Fig. 1. Experimental design, data analysis, and clinical indexes of Parkinson’s disease.

Fig. 1

a The workflow of sampling, sequencing and metagenome-assembled genomes (MAGs) binning of gut microbiota and serum neurotransmitters, all elements in this image were the graph of results of this article or created by in iPad. b Statistical differences in the clinical parameters within and between groups were evaluated with paired t-tests and t-tests, respectively. Significant p values between sample pairs are shown. Boxplot elements: center line, median; box limits, upper and lower quartiles; whiskers, 1.5x interquartile range; points, outliers.

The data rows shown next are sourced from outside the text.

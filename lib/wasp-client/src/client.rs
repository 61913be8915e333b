// Copyright 2020 - developers of the `grammers` project.
//
// Licensed under the Apache License, Version 2.0 <LICENSE-APACHE or
// https://www.apache.org/licenses/LICENSE-2.0> or the MIT license
// <LICENSE-MIT or https://opensource.org/licenses/MIT>, at your
// option. This file may not be copied, modified, or distributed
// except according to those terms.
//! [`Connection`]: the single-threaded, callback-driven public facade. The
//! host owns the actual sockets; this type only ever sees bytes in and bytes
//! out, plus the host's explicit `epoch_seconds` for every call that needs
//! wall-clock time (so the core never calls `SystemTime::now()` itself).
use crate::config::Config;
use crate::errors::Error;
use crate::handler::Handler;
use crate::session::State;
use log::{error, warn};
use std::collections::HashMap;
use wasp_crypto::RingBuffer;
use wasp_model::{ContactChange, PendingMessage, PendingUpload, ReceiptKind};
use wasp_proto::{FrameCodec, Node, HANDSHAKE_PREAMBLE};

/// Bytes reserved up front for each buffer; buffers grow past this freely,
/// it only avoids a reallocation on the first few frames.
const BUF_CAPACITY: usize = 512;

/// Drives the protocol engine for a single session. Not reentrant: the host
/// must let one call return before making the next.
pub struct Connection {
    frame: FrameCodec,
    handler: Handler,
    inbound_buf: RingBuffer<u8>,
    outbound_buf: RingBuffer<u8>,
    preamble_written: bool,
    upload_out: RingBuffer<u8>,
    pending_file_bytes: HashMap<String, Vec<u8>>,
}

impl Connection {
    pub fn new(config: &Config) -> Result<Self, Error> {
        Ok(Self {
            frame: FrameCodec::new(),
            handler: Handler::new(config)?,
            inbound_buf: RingBuffer::with_capacity(BUF_CAPACITY, 0),
            outbound_buf: RingBuffer::with_capacity(BUF_CAPACITY, 0),
            preamble_written: false,
            upload_out: RingBuffer::with_capacity(BUF_CAPACITY, 0),
            pending_file_bytes: HashMap::new(),
        })
    }

    fn write_node(&mut self, node: &Node) -> Result<(), Error> {
        self.frame.write(node, &mut self.outbound_buf)?;
        Ok(())
    }

    fn drain_handler_outbound(&mut self) -> Result<(), Error> {
        for node in self.handler.take_outbound() {
            self.write_node(&node)?;
        }
        Ok(())
    }

    /// `None → WaitingChallenge`. Writes the handshake preamble once, then
    /// the `start`/`stream:features`/`auth` frames.
    pub fn login(&mut self) -> Result<(), Error> {
        if !self.preamble_written {
            self.outbound_buf.extend(HANDSHAKE_PREAMBLE);
            self.preamble_written = true;
        }
        self.handler.login();
        self.drain_handler_outbound()
    }

    /// Feeds bytes the host read off the main socket. May append to the
    /// outbound buffer (responses, receipts, acks) as a side effect.
    pub fn receive(&mut self, bytes: &[u8], epoch_seconds: i64) -> Result<(), Error> {
        self.inbound_buf.extend(bytes);

        loop {
            let node = match self.frame.try_read(&mut self.inbound_buf) {
                Ok(Some(node)) => node,
                Ok(None) => break,
                Err(e) => {
                    self.handler.session.state = State::Closed;
                    return Err(e.into());
                }
            };
            self.handle_node(node, epoch_seconds)?;
        }
        Ok(())
    }

    fn handle_node(&mut self, node: Node, epoch_seconds: i64) -> Result<(), Error> {
        match self.handler.session.state {
            State::WaitingChallenge if node.tag == "challenge" => {
                let keys = self.handler.on_challenge(&node, epoch_seconds)?;
                self.frame.install_ciphers(wasp_crypto::StreamCipherPair::new(keys));
                self.drain_handler_outbound()?;
            }
            State::WaitingAuthOK if node.tag == "success" => {
                self.handler.on_success(&node, epoch_seconds);
                self.drain_handler_outbound()?;
            }
            State::WaitingAuthOK if node.tag == "failure" => {
                let err = self.handler.on_failure(&node);
                return Err(err);
            }
            State::Connected => {
                self.handler.dispatch(&node, epoch_seconds)?;
                self.drain_handler_outbound()?;
            }
            _ => warn!("unexpected tag {} in state {:?}", node.tag, self.handler.session.state),
        }
        Ok(())
    }

    /// Bytes queued for the main socket; the host writes as many as it can
    /// and reports back via [`Connection::commit_sent`].
    pub fn pending_send(&self) -> &[u8] {
        self.outbound_buf.as_ref()
    }

    pub fn has_data_to_send(&self) -> bool {
        !self.outbound_buf.is_empty()
    }

    /// Call after the host has actually written `n` bytes from
    /// [`Connection::pending_send`] to the socket.
    pub fn commit_sent(&mut self, n: usize) {
        let n = n.min(self.outbound_buf.len());
        self.outbound_buf.skip(n);
        self.outbound_buf.reclaim_leading();
    }

    // ---- Upload side channel ----

    /// Starts an outbound image upload. The raw bytes are cached internally
    /// until the POST body is built; the host need not keep its own copy.
    pub fn send_image(&mut self, to: &str, local_path: &str, file_bytes: &[u8], epoch_seconds: i64) -> Result<String, Error> {
        let id = self.handler.send_image(to, local_path, file_bytes, epoch_seconds);
        self.pending_file_bytes.insert(id.clone(), file_bytes.to_vec());
        self.drain_handler_outbound()?;
        Ok(id)
    }

    /// If an upload is ready to POST and none is already in flight, builds
    /// the multipart body and returns `(host, port, headers)` for the host
    /// to dial. The body is also buffered internally; drain it with
    /// [`Connection::pending_upload_send`].
    pub fn pump_upload(&mut self) -> Option<(String, u16, String)> {
        let request_id = self.handler.upload_ready_request_id()?;
        let bytes = self.pending_file_bytes.remove(&request_id)?;
        let (host, port, headers, body) = self.handler.pump_upload(&bytes)?;
        self.upload_out.clear();
        self.upload_out.extend(body);
        Some((host, port, headers))
    }

    pub fn pending_upload_send(&self) -> &[u8] {
        self.upload_out.as_ref()
    }

    pub fn commit_upload_sent(&mut self, n: usize) {
        let n = n.min(self.upload_out.len());
        self.upload_out.skip(n);
        self.upload_out.reclaim_leading();
    }

    /// Feeds the full HTTPS response body once the host has read it to
    /// completion (e.g. by `Content-Length` or connection close).
    pub fn on_upload_response(&mut self, body: &[u8]) -> Result<(), Error> {
        self.handler.on_upload_response(body)
    }

    // ---- Pull API ----

    pub fn pull_message(&mut self) -> Option<PendingMessage> {
        self.handler.queues.recv_messages.pop_front()
    }

    pub fn pull_status_change(&mut self) -> Option<ContactChange> {
        self.handler.queues.user_changes.pop_front()
    }

    pub fn pull_typing_change(&mut self) -> Option<ContactChange> {
        self.handler.queues.user_typing.pop_front()
    }

    pub fn pull_icon_change(&mut self) -> Option<ContactChange> {
        self.handler.queues.user_icons.pop_front()
    }

    pub fn pull_ack(&mut self) -> Option<(String, ReceiptKind)> {
        self.handler.queues.received_acks.pop_front()
    }

    pub fn pull_error(&mut self) -> Option<wasp_model::EngineError> {
        self.handler.queues.errors.pop_front()
    }

    pub fn pending_upload_count(&self) -> usize {
        self.handler.queues.upload_queue.len()
    }

    // ---- Outbound operations ----

    pub fn send_chat(&mut self, to: &str, text: &str, epoch_seconds: i64) -> Result<String, Error> {
        let id = self.handler.send_chat(to, text, epoch_seconds);
        self.drain_handler_outbound()?;
        Ok(id)
    }

    pub fn send_group_chat(&mut self, to: &str, text: &str, epoch_seconds: i64) -> Result<String, Error> {
        let id = self.handler.send_group_chat(to, text, epoch_seconds);
        self.drain_handler_outbound()?;
        Ok(id)
    }

    pub fn add_contacts(&mut self, jids: &[String], epoch_seconds: i64) -> Result<(), Error> {
        self.handler.add_contacts(jids, epoch_seconds);
        self.drain_handler_outbound()
    }

    pub fn notify_typing(&mut self, to: &str, composing: bool) -> Result<(), Error> {
        self.handler.notify_typing(to, composing);
        self.drain_handler_outbound()
    }

    pub fn set_my_presence(&mut self, presence: &str, status_message: Option<&str>) -> Result<(), Error> {
        self.handler.set_my_presence(presence, status_message);
        self.drain_handler_outbound()
    }

    pub fn add_group(&mut self, subject: &str, epoch_seconds: i64) -> Result<(), Error> {
        self.handler.add_group(subject, epoch_seconds);
        self.drain_handler_outbound()
    }

    pub fn leave_group(&mut self, group_id: &str, epoch_seconds: i64) -> Result<(), Error> {
        self.handler.leave_group(group_id, epoch_seconds);
        self.drain_handler_outbound()
    }

    pub fn manage_participant(&mut self, group_id: &str, jid: &str, action: &str, epoch_seconds: i64) -> Result<(), Error> {
        self.handler.manage_participant(group_id, jid, action, epoch_seconds);
        self.drain_handler_outbound()
    }

    pub fn send_avatar(&mut self, bytes: &[u8], preview: &[u8], epoch_seconds: i64) -> Result<(), Error> {
        self.handler.send_avatar(bytes, preview, epoch_seconds);
        self.drain_handler_outbound()
    }

    pub fn account_info(&self) -> &crate::session::AccountInfo {
        &self.handler.session.account_info
    }

    pub fn state(&self) -> State {
        self.handler.session.state
    }

    pub fn pending_uploads(&self) -> impl Iterator<Item = &PendingUpload> {
        self.handler.queues.upload_queue.iter()
    }
}

impl Drop for Connection {
    fn drop(&mut self) {
        if self.handler.session.state != State::Closed {
            error!("connection dropped while state was {:?}", self.handler.session.state);
        }
    }
}

#[cfg(test)]
mod tests {
    use super::*;
    use crate::config::InitParams;
    use base64::{engine::general_purpose::STANDARD, Engine as _};

    fn connection() -> Connection {
        let config = Config {
            phone: "15551234".to_string(),
            password_b64: STANDARD.encode([5u8; 20]),
            params: InitParams::default(),
        };
        Connection::new(&config).unwrap()
    }

    #[test]
    fn login_writes_preamble_once() {
        let mut conn = connection();
        conn.login().unwrap();
        assert!(conn.pending_send().starts_with(HANDSHAKE_PREAMBLE));
        let len_after_first = conn.pending_send().len();
        conn.commit_sent(len_after_first);
        conn.login().unwrap();
        assert!(!conn.pending_send().starts_with(HANDSHAKE_PREAMBLE));
    }

    #[test]
    fn full_handshake_reaches_connected() {
        let mut conn = connection();
        conn.login().unwrap();
        conn.commit_sent(conn.pending_send().len());

        let mut challenge_buf = RingBuffer::with_capacity(64, 0);
        let mut plain = FrameCodec::new();
        plain
            .write(&Node::new("challenge").with_data(b"DEADBEEFDEADBEEFDEADBEEF".to_vec()), &mut challenge_buf)
            .unwrap();
        conn.receive(challenge_buf.as_ref(), 1_700_000_000).unwrap();
        assert_eq!(conn.state(), State::WaitingAuthOK);
    }
}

Each dot represents a data point of a participant, and data of the same participant at different time points are connected by straight lines. “Pro” and “Pla” represent the Probio-M8 group and Placebo group, respectively. “0d”, “1 M”, and “3 M” represent the baseline before the intervention, 1 and 3 months after intervention, respectively. UPDRS-III, MMSE, PDSS, HAMA, HAMD-17, PAC-QOL represent Unified PD Rating Scale-III, Mini-mental State Examination, Parkinson’s Disease Sleep Scale, Hamilton Anxiety Scale, Hamilton Depression Scale-17, Patient-Assessment of Constipation Quality of Life, respectively.